Departments of Medicine, Columbia University Medical Center, New York, New York, USA.
Gastrointest Endosc. 2010 Nov;72(5):935-40. doi: 10.1016/j.gie.2010.07.035.
Several types of forceps are available for use in sampling Barrett's esophagus (BE). Few data exist with regard to biopsy quality for histologic assessment.
To evaluate sampling quality of 3 different forceps in patients with BE.
Single-center, randomized clinical trial.
Consecutive patients with BE undergoing upper endoscopy.

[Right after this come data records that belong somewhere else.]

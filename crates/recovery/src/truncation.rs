//! Recovery of output cut off mid-structure, usually by a token limit.
//!
//! Candidate cut points are closing brackets, scanned from the end. A cut
//! that closes a direct child of the root container is preferred over a cut
//! inside a nested value, so a half-written element is never returned as if
//! it were whole.

use serde_json::Value;

use crate::decode_structured;
use crate::extract::strip_trailing_commas;

/// Bound on the number of cut points tried.
const MAX_CUT_ATTEMPTS: usize = 512;

/// Recover the longest non-empty prefix of a truncated object or array.
pub fn recover_truncated(text: &str) -> Option<Value> {
    let cuts: Vec<usize> = text
        .char_indices()
        .rev()
        .filter(|&(_, c)| c == '}' || c == ']')
        .map(|(i, _)| i)
        .take(MAX_CUT_ATTEMPTS)
        .collect();

    let mut nested = Vec::new();
    for &cut in &cuts {
        let slice = &text[..cut + 1];
        let Some(missing) = missing_closers(slice) else {
            continue;
        };
        if missing.len() == 1 {
            if let Some(value) = close_and_decode(slice, &missing) {
                return Some(value);
            }
        } else if !missing.is_empty() {
            nested.push((slice, missing));
        }
    }

    nested
        .into_iter()
        .find_map(|(slice, missing)| close_and_decode(slice, &missing))
}

fn close_and_decode(slice: &str, missing: &[char]) -> Option<Value> {
    let mut candidate = String::with_capacity(slice.len() + missing.len());
    candidate.push_str(slice);
    candidate.extend(missing.iter().rev());
    match decode_structured(&strip_trailing_commas(&candidate))? {
        Value::Array(items) if items.is_empty() => None,
        Value::Object(map) if map.is_empty() => None,
        value => Some(value),
    }
}

/// Closers still owed at the end of `slice`, innermost last. `None` when the
/// slice has a mismatched closer or ends inside a string literal.
fn missing_closers(slice: &str) -> Option<Vec<char>> {
    let mut stack = Vec::new();
    let mut in_string = false;
    let mut escaped = false;

    for c in slice.chars() {
        if in_string {
            if escaped {
                escaped = false;
            } else if c == '\\' {
                escaped = true;
            } else if c == '"' {
                in_string = false;
            }
            continue;
        }
        match c {
            '"' => in_string = true,
            '{' => stack.push('}'),
            '[' => stack.push(']'),
            '}' | ']' => {
                if stack.pop() != Some(c) {
                    return None;
                }
            }
            _ => {}
        }
    }

    (!in_string).then_some(stack)
}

Patients randomized to have biopsy specimens taken with 1 of 3 types of forceps: standard, large capacity, or jumbo.
Specimen adequacy was defined a priori as a well-oriented biopsy sample 2 mm or greater in diameter and with at least muscularis mucosa present.
A total of 65 patients were enrolled and analyzed (standard forceps, n = 21; large-capacity forceps, n = 21; jumbo forceps, n = 23). Compared with jumbo forceps, a significantly higher proportion of biopsy samples with large-capacity forceps were adequate (37.8% vs 25.2%, P = .002). Of the standard forceps biopsy samples, 31.9% were adequate, which was not significantly different from specimens taken with large-capacity (P = .20) or jumbo (P = .09) forceps. Biopsy specimens taken with jumbo forceps had the largest diameter (median, 3.0 mm vs 2.5 mm [standard] vs 2.8 mm [large capacity]; P = .0001). However, jumbo forceps had the lowest proportion of specimens that were well oriented (overall P = .001).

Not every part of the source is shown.